WORKING DATA: Begin

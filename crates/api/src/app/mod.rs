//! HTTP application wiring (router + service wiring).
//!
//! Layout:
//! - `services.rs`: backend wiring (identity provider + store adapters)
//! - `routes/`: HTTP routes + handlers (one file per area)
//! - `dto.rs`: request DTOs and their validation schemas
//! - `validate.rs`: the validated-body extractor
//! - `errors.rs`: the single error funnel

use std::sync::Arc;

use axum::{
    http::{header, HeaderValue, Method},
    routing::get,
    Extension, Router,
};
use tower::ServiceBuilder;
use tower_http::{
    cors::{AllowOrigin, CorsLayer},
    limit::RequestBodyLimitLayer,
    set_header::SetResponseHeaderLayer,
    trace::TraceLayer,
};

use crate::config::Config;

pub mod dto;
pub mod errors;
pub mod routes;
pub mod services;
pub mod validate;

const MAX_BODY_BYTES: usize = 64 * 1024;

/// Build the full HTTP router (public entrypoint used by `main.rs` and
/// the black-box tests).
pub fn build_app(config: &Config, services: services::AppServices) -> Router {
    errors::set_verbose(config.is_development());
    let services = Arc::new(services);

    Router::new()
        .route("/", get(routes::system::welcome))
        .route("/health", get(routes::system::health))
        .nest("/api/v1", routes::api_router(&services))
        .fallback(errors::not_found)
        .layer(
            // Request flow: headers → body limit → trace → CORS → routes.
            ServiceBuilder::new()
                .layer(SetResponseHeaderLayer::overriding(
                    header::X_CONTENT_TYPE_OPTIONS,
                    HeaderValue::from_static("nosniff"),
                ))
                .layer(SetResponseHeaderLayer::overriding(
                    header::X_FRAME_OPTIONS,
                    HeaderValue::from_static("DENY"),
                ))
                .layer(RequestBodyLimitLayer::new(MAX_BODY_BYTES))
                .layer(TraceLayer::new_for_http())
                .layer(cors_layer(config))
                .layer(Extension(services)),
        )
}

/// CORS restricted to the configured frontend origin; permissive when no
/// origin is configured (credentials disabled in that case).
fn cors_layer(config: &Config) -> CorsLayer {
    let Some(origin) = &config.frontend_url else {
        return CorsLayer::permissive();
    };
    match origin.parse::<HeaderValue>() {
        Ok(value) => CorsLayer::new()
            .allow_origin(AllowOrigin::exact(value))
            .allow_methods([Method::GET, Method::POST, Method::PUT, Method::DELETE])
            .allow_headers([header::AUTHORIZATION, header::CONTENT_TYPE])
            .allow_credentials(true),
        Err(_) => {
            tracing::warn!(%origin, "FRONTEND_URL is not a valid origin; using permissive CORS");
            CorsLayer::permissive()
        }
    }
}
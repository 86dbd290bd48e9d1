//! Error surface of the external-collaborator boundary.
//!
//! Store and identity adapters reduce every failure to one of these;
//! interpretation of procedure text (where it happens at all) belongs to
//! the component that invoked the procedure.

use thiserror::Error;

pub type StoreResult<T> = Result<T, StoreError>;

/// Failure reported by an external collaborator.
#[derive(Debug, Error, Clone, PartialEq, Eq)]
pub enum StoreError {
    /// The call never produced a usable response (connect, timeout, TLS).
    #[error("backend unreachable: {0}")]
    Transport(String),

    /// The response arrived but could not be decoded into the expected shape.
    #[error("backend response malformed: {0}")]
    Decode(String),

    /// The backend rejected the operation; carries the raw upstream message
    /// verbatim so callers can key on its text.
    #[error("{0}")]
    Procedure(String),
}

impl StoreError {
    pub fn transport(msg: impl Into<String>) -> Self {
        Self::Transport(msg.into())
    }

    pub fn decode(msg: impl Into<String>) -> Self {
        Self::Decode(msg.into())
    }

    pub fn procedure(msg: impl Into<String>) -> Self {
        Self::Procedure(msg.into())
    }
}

WORKING DATA: End

◆ **WORK TO BE COMPLETED**
Write down again, exactly as given, only the lines above that fall from the line with "in that case)." to the line with "not a valid", inclusive.

◆ **EXERCISE SOLUTION**
/// origin is configured (credentials disabled in that case).
fn cors_layer(config: &Config) -> CorsLayer {
    let Some(origin) = &config.frontend_url else {
        return CorsLayer::permissive();
    };
    match origin.parse::<HeaderValue>() {
        Ok(value) => CorsLayer::new()
            .allow_origin(AllowOrigin::exact(value))
            .allow_methods([Method::GET, Method::POST, Method::PUT, Method::DELETE])
            .allow_headers([header::AUTHORIZATION, header::CONTENT_TYPE])
            .allow_credentials(true),
        Err(_) => {
            tracing::warn!(%origin, "FRONTEND_URL is not a valid origin; using permissive CORS");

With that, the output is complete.